## Activity:
In the listing below, start your output at the line with "pub fn parse_line(line: &str)" and end it after the line with "let name = fields.next()?.trim();", copying every line exactly.

## Data to examine:
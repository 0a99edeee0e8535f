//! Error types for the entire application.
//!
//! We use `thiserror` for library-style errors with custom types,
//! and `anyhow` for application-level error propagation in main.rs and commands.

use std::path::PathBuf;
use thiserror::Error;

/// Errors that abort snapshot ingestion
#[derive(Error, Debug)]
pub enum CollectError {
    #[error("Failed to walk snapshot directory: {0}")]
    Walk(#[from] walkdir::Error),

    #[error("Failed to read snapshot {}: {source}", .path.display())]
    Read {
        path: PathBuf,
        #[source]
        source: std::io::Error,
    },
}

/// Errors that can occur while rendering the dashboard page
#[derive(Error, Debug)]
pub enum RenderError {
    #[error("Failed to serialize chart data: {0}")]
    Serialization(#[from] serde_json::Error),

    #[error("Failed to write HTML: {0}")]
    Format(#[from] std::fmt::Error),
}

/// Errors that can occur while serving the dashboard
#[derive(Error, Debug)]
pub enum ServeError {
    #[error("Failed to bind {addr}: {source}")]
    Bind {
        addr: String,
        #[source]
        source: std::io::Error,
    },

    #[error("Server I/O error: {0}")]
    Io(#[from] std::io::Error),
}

--

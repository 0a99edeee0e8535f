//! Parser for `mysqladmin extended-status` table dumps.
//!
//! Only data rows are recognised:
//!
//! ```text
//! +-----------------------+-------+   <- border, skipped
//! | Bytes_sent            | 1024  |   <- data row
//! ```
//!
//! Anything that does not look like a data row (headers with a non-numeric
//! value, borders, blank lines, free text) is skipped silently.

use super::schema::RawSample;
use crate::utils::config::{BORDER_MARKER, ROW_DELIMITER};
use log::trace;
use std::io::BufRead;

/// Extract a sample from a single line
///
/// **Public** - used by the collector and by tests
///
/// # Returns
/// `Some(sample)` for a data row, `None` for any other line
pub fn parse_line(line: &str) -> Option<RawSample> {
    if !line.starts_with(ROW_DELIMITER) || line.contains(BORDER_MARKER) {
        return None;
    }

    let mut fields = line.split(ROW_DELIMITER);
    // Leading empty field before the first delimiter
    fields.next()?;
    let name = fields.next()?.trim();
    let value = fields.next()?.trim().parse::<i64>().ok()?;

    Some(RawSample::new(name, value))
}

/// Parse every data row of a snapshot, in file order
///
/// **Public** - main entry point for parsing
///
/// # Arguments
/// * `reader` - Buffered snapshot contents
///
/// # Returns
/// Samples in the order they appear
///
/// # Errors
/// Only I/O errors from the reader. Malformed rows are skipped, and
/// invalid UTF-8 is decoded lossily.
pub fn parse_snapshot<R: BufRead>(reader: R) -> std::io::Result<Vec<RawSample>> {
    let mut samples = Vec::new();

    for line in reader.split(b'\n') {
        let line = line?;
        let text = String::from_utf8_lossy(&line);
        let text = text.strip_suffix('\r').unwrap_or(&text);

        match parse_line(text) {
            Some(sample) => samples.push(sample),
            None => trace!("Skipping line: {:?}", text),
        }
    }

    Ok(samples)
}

## Task solution:
pub fn parse_line(line: &str) -> Option<RawSample> {
    if !line.starts_with(ROW_DELIMITER) || line.contains(BORDER_MARKER) {
        return None;
    }

    let mut fields = line.split(ROW_DELIMITER);
    // Leading empty field before the first delimiter
    fields.next()?;
    let name = fields.next()?.trim();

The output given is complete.